• [What to produce]
Up to and including the line that contains "#[derive(Parser)]", repeat each line of the data exactly, starting from the first.

• [Materials provided]
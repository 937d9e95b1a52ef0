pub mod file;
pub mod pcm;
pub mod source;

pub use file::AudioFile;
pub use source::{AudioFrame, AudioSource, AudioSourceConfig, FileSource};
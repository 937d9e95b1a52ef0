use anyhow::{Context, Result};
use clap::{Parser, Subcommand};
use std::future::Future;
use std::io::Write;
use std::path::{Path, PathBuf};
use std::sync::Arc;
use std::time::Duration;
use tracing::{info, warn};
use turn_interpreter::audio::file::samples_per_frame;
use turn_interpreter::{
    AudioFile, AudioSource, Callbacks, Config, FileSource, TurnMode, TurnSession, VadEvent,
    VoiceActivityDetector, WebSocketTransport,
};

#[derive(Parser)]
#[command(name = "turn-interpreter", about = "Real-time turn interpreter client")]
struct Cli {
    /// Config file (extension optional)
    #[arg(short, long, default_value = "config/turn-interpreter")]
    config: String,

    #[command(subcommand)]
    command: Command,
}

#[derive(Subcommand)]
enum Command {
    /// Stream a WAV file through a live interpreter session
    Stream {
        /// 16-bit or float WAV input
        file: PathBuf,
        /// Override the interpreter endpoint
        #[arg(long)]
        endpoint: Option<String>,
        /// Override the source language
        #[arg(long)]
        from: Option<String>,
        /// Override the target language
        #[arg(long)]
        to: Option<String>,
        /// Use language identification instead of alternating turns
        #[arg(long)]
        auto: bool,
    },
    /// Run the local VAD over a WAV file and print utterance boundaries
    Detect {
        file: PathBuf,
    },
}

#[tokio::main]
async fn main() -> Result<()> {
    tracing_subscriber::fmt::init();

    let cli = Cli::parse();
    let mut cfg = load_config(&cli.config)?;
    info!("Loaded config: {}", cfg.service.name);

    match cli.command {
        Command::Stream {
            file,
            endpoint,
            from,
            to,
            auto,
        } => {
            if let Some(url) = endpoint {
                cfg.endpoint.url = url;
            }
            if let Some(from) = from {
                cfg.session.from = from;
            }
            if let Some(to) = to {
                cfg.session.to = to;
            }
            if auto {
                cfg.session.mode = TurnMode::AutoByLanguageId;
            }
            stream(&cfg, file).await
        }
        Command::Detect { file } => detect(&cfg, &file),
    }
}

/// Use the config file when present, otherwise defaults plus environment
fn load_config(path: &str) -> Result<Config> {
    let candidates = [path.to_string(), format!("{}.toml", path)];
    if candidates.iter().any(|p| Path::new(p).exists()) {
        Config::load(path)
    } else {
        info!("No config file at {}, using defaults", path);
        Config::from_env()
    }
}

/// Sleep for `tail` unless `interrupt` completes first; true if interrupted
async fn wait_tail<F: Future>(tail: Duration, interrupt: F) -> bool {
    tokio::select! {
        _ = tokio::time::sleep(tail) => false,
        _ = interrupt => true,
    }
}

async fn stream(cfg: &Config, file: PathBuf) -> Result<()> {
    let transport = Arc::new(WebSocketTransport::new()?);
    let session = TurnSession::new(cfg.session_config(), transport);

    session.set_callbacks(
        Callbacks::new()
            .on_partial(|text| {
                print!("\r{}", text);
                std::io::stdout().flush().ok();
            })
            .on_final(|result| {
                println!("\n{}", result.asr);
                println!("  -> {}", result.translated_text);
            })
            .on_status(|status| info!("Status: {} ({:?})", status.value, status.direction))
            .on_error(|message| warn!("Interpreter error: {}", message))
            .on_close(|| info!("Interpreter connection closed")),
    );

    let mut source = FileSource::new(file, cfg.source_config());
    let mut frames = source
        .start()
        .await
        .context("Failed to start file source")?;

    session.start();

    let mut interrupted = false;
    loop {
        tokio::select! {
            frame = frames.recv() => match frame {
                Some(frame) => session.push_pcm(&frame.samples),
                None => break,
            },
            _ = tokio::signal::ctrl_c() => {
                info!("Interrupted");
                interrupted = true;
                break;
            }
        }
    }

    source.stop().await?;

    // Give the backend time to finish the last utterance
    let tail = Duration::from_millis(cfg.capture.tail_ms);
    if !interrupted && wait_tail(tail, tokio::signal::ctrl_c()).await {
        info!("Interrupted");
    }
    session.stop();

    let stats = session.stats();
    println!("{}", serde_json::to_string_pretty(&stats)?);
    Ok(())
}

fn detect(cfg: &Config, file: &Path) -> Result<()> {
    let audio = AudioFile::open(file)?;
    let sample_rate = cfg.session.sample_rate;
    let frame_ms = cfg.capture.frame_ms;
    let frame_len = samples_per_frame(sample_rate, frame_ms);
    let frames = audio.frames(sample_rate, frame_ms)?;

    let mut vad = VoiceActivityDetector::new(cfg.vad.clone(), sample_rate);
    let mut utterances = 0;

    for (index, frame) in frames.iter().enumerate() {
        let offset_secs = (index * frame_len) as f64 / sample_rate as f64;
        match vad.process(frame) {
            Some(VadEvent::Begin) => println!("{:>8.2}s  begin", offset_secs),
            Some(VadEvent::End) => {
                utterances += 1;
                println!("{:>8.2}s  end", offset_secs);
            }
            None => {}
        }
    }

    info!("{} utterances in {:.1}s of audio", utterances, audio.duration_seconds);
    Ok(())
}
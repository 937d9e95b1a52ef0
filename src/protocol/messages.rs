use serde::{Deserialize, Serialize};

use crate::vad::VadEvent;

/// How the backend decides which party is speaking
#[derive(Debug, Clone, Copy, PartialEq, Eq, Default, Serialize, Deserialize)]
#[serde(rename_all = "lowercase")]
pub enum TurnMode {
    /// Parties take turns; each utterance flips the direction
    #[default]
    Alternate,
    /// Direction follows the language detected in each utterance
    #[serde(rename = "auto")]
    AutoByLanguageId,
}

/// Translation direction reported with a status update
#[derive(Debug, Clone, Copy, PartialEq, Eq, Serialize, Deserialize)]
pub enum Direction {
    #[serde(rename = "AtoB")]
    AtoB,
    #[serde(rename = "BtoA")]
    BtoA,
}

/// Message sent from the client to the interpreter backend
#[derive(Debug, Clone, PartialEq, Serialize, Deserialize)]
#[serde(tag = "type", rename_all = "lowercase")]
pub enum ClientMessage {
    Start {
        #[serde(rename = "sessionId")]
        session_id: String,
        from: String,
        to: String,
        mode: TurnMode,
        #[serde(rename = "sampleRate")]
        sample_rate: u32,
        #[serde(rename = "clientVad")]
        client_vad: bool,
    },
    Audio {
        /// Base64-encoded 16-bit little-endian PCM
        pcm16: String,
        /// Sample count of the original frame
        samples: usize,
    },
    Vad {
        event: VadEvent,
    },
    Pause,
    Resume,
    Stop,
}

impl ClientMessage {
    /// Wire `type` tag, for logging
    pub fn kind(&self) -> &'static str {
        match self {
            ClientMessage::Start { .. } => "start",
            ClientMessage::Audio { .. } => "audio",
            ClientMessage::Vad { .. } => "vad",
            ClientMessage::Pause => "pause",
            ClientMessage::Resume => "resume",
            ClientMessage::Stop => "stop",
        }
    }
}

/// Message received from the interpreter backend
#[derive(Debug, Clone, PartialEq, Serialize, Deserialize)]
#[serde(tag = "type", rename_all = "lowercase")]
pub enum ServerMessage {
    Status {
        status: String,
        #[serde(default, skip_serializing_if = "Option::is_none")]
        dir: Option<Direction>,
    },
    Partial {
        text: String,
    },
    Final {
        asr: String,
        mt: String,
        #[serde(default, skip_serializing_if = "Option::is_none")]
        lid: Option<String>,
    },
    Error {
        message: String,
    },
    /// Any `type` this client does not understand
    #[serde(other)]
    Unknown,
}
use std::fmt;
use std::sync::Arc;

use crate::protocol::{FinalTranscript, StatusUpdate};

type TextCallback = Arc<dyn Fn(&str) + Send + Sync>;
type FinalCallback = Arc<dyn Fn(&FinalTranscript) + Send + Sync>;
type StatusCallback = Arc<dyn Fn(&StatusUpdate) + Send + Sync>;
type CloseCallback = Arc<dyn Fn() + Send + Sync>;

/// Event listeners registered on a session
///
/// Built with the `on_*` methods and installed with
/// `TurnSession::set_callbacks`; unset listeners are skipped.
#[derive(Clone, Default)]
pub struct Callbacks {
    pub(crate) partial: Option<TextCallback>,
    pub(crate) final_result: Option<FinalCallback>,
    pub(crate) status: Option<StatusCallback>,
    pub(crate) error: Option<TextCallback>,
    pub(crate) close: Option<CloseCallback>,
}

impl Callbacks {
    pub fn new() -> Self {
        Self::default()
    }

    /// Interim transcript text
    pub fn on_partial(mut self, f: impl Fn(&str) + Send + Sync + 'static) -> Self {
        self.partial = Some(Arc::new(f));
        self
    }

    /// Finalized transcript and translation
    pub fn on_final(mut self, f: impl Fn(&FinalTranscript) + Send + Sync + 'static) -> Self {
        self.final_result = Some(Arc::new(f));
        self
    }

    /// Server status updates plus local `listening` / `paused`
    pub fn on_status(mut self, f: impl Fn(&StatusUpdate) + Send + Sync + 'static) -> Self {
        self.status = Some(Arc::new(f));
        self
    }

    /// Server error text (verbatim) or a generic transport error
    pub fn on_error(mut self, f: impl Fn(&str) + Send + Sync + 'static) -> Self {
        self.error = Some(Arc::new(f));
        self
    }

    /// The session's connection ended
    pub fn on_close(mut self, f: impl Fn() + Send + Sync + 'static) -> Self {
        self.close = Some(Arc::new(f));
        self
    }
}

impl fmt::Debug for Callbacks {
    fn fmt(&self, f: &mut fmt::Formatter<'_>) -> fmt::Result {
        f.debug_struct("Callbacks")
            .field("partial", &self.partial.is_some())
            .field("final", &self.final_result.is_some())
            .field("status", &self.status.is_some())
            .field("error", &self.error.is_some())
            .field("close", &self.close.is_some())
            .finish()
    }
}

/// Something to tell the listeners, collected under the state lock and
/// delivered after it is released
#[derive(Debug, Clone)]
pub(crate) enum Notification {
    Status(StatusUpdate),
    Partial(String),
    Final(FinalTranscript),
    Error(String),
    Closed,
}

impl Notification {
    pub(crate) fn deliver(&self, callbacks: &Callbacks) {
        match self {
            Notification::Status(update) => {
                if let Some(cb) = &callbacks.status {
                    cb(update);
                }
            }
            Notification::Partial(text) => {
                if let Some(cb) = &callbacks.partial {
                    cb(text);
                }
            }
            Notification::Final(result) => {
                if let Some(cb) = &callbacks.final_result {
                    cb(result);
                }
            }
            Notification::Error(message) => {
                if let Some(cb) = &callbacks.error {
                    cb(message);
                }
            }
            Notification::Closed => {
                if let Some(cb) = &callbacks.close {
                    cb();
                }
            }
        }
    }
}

• [Expected answer]
repository 937d9e95b1a52ef0
pub mod file;
pub mod pcm;
pub mod source;

pub use file::AudioFile;
pub use source::{AudioFrame, AudioSource, AudioSourceConfig, FileSource};
repository 937d9e95b1a52ef0
use anyhow::{Context, Result};
use clap::{Parser, Subcommand};
use std::future::Future;
use std::io::Write;
use std::path::{Path, PathBuf};
use std::sync::Arc;
use std::time::Duration;
use tracing::{info, warn};
use turn_interpreter::audio::file::samples_per_frame;
use turn_interpreter::{
    AudioFile, AudioSource, Callbacks, Config, FileSource, TurnMode, TurnSession, VadEvent,
    VoiceActivityDetector, WebSocketTransport,
};

#[derive(Parser)]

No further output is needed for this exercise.